Harry Zona avait parfaitement réagi aux premiers symptômes; il a eu le tort de faire confiance à un diagnostic erroné et injustifiable. On peut dire qu’il a fait tout juste, mais que le médecin de la permanence (qui seul pouvait lui prescrire un virostatique) a quant à lui fait tout faux.

La morale de cette histoire ? Errare humanum est, bien sûr; mais il est des erreurs qu’un professionnel ne devrait pas commettre.
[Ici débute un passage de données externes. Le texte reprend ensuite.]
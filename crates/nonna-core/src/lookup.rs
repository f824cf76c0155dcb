//! Knowledge source lookup
//!
//! One GET per query against a page-summary endpoint. Every failure mode is
//! folded into [`LookupOutcome`] so the orchestrator matches on a value.

use crate::config::LookupConfig;
use crate::error::LookupError;
use async_trait::async_trait;
use reqwest::{Client, StatusCode};
use serde::{Deserialize, Serialize};
use std::time::Duration;

/// Description marking a disambiguation page
pub const DISAMBIGUATION_SENTINEL: &str = "Topics referred to by the same term";

/// Result of a single lookup
#[derive(Debug, Clone, PartialEq, Eq)]
pub enum LookupOutcome {
    /// Source has no entry for the term
    NotFound,
    /// Transport error, unexpected status, or unparsable body
    Failed(String),
    /// Summary found
    Found(SummaryPayload),
}

/// Page summary returned by the knowledge source
#[derive(Debug, Clone, Default, PartialEq, Eq, Serialize, Deserialize)]
#[serde(default)]
pub struct SummaryPayload {
    /// Lead image
    pub thumbnail: Option<Thumbnail>,
    /// Short description
    pub description: Option<String>,
    /// Plain-text extract
    pub extract: Option<String>,
    /// Canonical page links
    pub content_urls: Option<ContentUrls>,
}

/// Lead image reference
#[derive(Debug, Clone, Default, PartialEq, Eq, Serialize, Deserialize)]
#[serde(default)]
pub struct Thumbnail {
    /// Image URL
    pub source: Option<String>,
}

/// Desktop and mobile page links
#[derive(Debug, Clone, Default, PartialEq, Eq, Serialize, Deserialize)]
#[serde(default)]
pub struct ContentUrls {
    /// Desktop site
    pub desktop: Option<PageUrl>,
    /// Mobile site
    pub mobile: Option<PageUrl>,
}

/// A single page link
#[derive(Debug, Clone, Default, PartialEq, Eq, Serialize, Deserialize)]
#[serde(default)]
pub struct PageUrl {
    /// Page URL
    pub page: Option<String>,
}

impl SummaryPayload {
    /// Whether the summary describes a disambiguation page
    #[must_use]
    pub fn is_disambiguation(&self) -> bool {
        self.description.as_deref() == Some(DISAMBIGUATION_SENTINEL)
    }

    /// Render the answer text
    ///
    /// Disambiguation pages have their description and extract replaced by the
    /// desktop and mobile page links. Present parts are joined by a blank line.
    #[must_use]
    pub fn compose(&self) -> String {
        let (description, extract) = if self.is_disambiguation() {
            let urls = self.content_urls.as_ref();
            (
                urls.and_then(|u| u.desktop.as_ref())
                    .and_then(|p| p.page.as_deref()),
                urls.and_then(|u| u.mobile.as_ref())
                    .and_then(|p| p.page.as_deref()),
            )
        } else {
            (self.description.as_deref(), self.extract.as_deref())
        };

        [
            self.thumbnail.as_ref().and_then(|t| t.source.as_deref()),
            description,
            extract,
        ]
        .into_iter()
        .flatten()
        .filter(|part| !part.is_empty())
        .collect::<Vec<_>>()
        .join("\n\n")
    }
}

/// Knowledge source seam
#[cfg_attr(test, mockall::automock)]
#[async_trait]
pub trait KnowledgeLookup: Send + Sync {
    /// Look up a normalized term
    async fn lookup(&self, term: &str) -> LookupOutcome;
}

/// HTTP page-summary client
#[derive(Debug, Clone)]
pub struct HttpKnowledgeLookup {
    http: Client,
    base_url: String,
}

impl HttpKnowledgeLookup {
    /// Build client from configuration
    ///
    /// # Errors
    /// Returns `LookupError::Client` if the HTTP client cannot be built
    pub fn new(config: &LookupConfig) -> Result<Self, LookupError> {
        let http = Client::builder()
            .timeout(Duration::from_secs(config.timeout_secs))
            .user_agent(config.user_agent.clone())
            .build()?;

        Ok(Self {
            http,
            base_url: config.base_url.trim_end_matches('/').to_string(),
        })
    }

    /// Request URL for a term
    #[must_use]
    pub fn url_for(&self, term: &str) -> String {
        format!(
            "{}/{}?redirect=true",
            self.base_url,
            urlencoding::encode(term)
        )
    }
}

#[async_trait]
impl KnowledgeLookup for HttpKnowledgeLookup {
    async fn lookup(&self, term: &str) -> LookupOutcome {
        let url = self.url_for(term);
        tracing::debug!(%url, "knowledge lookup");

        let response = match self.http.get(&url).send().await {
            Ok(response) => response,
            Err(e) => {
                tracing::error!(%term, error = %e, "lookup request failed");
                return LookupOutcome::Failed(e.to_string());
            }
        };

        let status = response.status();
        if status == StatusCode::NOT_FOUND {
            tracing::info!(%term, "lookup found nothing");
            return LookupOutcome::NotFound;
        }
        if !status.is_success() {
            let body = response.text().await.unwrap_or_default();
            tracing::error!(%term, status = status.as_u16(), %body, "lookup returned error status");
            return LookupOutcome::Failed(format!("status {status}"));
        }

        match response.json::<SummaryPayload>().await {
            Ok(payload) => LookupOutcome::Found(payload),
            Err(e) => {
                tracing::error!(%term, error = %e, "lookup body did not parse");
                LookupOutcome::Failed(e.to_string())
            }
        }
    }
}

#[cfg(test)]
mod tests {
    use super::*;

    fn page(url: &str) -> Option<PageUrl> {
        Some(PageUrl {
            page: Some(url.to_string()),
        })
    }

    #[test]
    fn compose_joins_present_parts() {
        let payload = SummaryPayload {
            thumbnail: Some(Thumbnail {
                source: Some("https://img/penne.jpg".to_string()),
            }),
            description: Some("Pasta".to_string()),
            extract: Some("Penne is an extruded type of pasta.".to_string()),
            content_urls: None,
        };
        assert_eq!(
            payload.compose(),
            "https://img/penne.jpg\n\nPasta\n\nPenne is an extruded type of pasta."
        );
    }

    #[test]
    fn compose_skips_missing_thumbnail() {
        let payload = SummaryPayload {
            description: Some("Pasta".to_string()),
            extract: Some("Long noodles.".to_string()),
            ..SummaryPayload::default()
        };
        assert_eq!(payload.compose(), "Pasta\n\nLong noodles.");
    }

    #[test]
    fn disambiguation_uses_page_links() {
        let payload = SummaryPayload {
            thumbnail: None,
            description: Some(DISAMBIGUATION_SENTINEL.to_string()),
            extract: Some("Rigatoni may refer to:".to_string()),
            content_urls: Some(ContentUrls {
                desktop: page("https://en.wikipedia.org/wiki/Rigatoni"),
                mobile: page("https://en.m.wikipedia.org/wiki/Rigatoni"),
            }),
        };
        assert!(payload.is_disambiguation());
        assert_eq!(
            payload.compose(),
            "https://en.wikipedia.org/wiki/Rigatoni\n\nhttps://en.m.wikipedia.org/wiki/Rigatoni"
        );
    }

    #[test]
    fn payload_parses_with_missing_fields() {
        let payload: SummaryPayload =
            serde_json::from_str(r#"{"extract": "Only text", "type": "standard"}"#).unwrap();
        assert_eq!(payload.compose(), "Only text");
    }

    #[test]
    fn thumbnail_without_source_still_parses() {
        let payload: SummaryPayload = serde_json::from_str(
            r#"{"thumbnail":{"width":320,"height":200},"description":"Pasta","extract":"Tubes."}"#,
        )
        .unwrap();
        assert_eq!(payload.thumbnail, Some(Thumbnail::default()));
        assert_eq!(payload.compose(), "Pasta\n\nTubes.");
    }

    #[test]
    fn disambiguation_without_desktop_page_keeps_mobile_link() {
        let payload: SummaryPayload = serde_json::from_str(
            r#"{
                "description": "Topics referred to by the same term",
                "extract": "Ziti may refer to:",
                "content_urls": {
                    "desktop": {"revisions": "https://en.wikipedia.org/wiki/Ziti?action=history"},
                    "mobile": {"page": "https://en.m.wikipedia.org/wiki/Ziti"}
                }
            }"#,
        )
        .unwrap();
        assert!(payload.is_disambiguation());
        assert_eq!(payload.compose(), "https://en.m.wikipedia.org/wiki/Ziti");
    }

    #[test]
    fn url_encodes_term() {
        let lookup = HttpKnowledgeLookup::new(&LookupConfig {
            base_url: "http://localhost/summary/".to_string(),
            ..LookupConfig::default()
        })
        .unwrap();
        assert_eq!(
            lookup.url_for("cacio e pepe"),
            "http://localhost/summary/cacio%20e%20pepe?redirect=true"
        );
    }
}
De toutes façons, un diagnostic posé sur une information potentiellement subjective constitue une inadmissible erreur qui pourrait s’avérer grave. Et dans le doute, la responsable de ce diagnostic eût dû prendre un avis de tiers, sur une base photographique, par exemple; ou éventuellement prescrire un virostatique à titre préventif, pour la durée du congé dominical, en imposant un contrôle additionnel le lundi. Dans le doute, la prescription d’une pommade à base de cortisone est une hérésie, car la cortisone constitue un véritable booster pour le virus du zona. Actuellement, trois mois plus tard, les douleurs sont toujours suffisamment gênantes pour troubler le sommeil de Harry Zona, et lui pourrir l’existence, ainsi que celles de ses proches, en raison de la dégradation de son humeur, et de son irascibilité sccrue.

S’il vous arrive de ressentir une sensation de brûlure – comme un coup de soleil – localisée sur le corps, insistez pour obtenir un dagnostic précis, car le zona est semble-t-il assez facile à identifier de manière précise et infaillible, par un praticien compétent bien sûr. Mieux encore, faites-vous vacciner ! Ce n’est pas coûteux, ni douloureux, et cela vous évitera de longs mois, voire davantage, de douleurs et d’inconfort.